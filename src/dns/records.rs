//! DNS record model and failure classification.

use std::fmt;
use std::net::{Ipv4Addr, Ipv6Addr};

use thiserror::Error;

/// Query types the engine issues.
#[derive(Debug, Clone, Copy, PartialEq, Eq, Hash, PartialOrd, Ord)]
pub enum RecordType {
    Mx,
    A,
    Aaaa,
    Txt,
}

impl fmt::Display for RecordType {
    fn fmt(&self, f: &mut fmt::Formatter<'_>) -> fmt::Result {
        f.write_str(match self {
            RecordType::Mx => "MX",
            RecordType::A => "A",
            RecordType::Aaaa => "AAAA",
            RecordType::Txt => "TXT",
        })
    }
}

/// One answer record.
#[derive(Debug, Clone, PartialEq, Eq)]
pub enum DnsRecord {
    /// Mail exchanger; `exchange` has no trailing dot and is empty for a null MX.
    Mx { preference: u16, exchange: String },
    A(Ipv4Addr),
    Aaaa(Ipv6Addr),
    /// TXT value with its character-strings concatenated.
    Txt(String),
}

/// An MX answer as consumed by the checkers.
#[derive(Debug, Clone, PartialEq, Eq)]
pub struct MxHost {
    pub preference: u16,
    pub exchange: String,
}

impl MxHost {
    /// RFC 7505 null MX: the domain states it accepts no mail.
    pub fn is_null(&self) -> bool {
        self.exchange.is_empty() || self.exchange == "."
    }
}

/// The answer to one `(name, type)` query. An empty set means NOERROR/NODATA.
#[derive(Debug, Clone, PartialEq, Eq)]
pub struct DnsRecordSet {
    pub name: String,
    pub record_type: RecordType,
    pub records: Vec<DnsRecord>,
}

impl DnsRecordSet {
    pub fn is_empty(&self) -> bool {
        self.records.is_empty()
    }

    /// TXT values in answer order.
    pub fn txt(&self) -> Vec<String> {
        self.records
            .iter()
            .filter_map(|r| match r {
                DnsRecord::Txt(value) => Some(value.clone()),
                _ => None,
            })
            .collect()
    }

    /// MX hosts sorted by preference (lower first), ties by name.
    pub fn mx(&self) -> Vec<MxHost> {
        let mut hosts: Vec<MxHost> = self
            .records
            .iter()
            .filter_map(|r| match r {
                DnsRecord::Mx {
                    preference,
                    exchange,
                } => Some(MxHost {
                    preference: *preference,
                    exchange: exchange.clone(),
                }),
                _ => None,
            })
            .collect();
        hosts.sort_by(|a, b| {
            a.preference
                .cmp(&b.preference)
                .then_with(|| a.exchange.cmp(&b.exchange))
        });
        hosts
    }
}

/// Classified DNS failure.
#[derive(Debug, Clone, PartialEq, Eq, Error)]
pub enum DnsError {
    /// Authoritative: the name does not exist. Never retried.
    #[error("NXDOMAIN: domain does not exist")]
    NxDomain,
    #[error("SERVFAIL: server failure")]
    ServFail,
    #[error("timeout")]
    Timeout,
    /// The response could not be decoded.
    #[error("malformed response: {0}")]
    Malformed(String),
    #[error("DNS error: {0}")]
    Other(String),
}

impl DnsError {
    /// Transient failures are retried by the gateway and degrade, rather than zero, a check.
    pub fn is_transient(&self) -> bool {
        matches!(self, DnsError::ServFail | DnsError::Timeout | DnsError::Other(_))
    }
}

### The problem
The lines above that hold the word "DnsRecordSet" should be found and copied out.

### Exercise output
pub struct DnsRecordSet {
impl DnsRecordSet {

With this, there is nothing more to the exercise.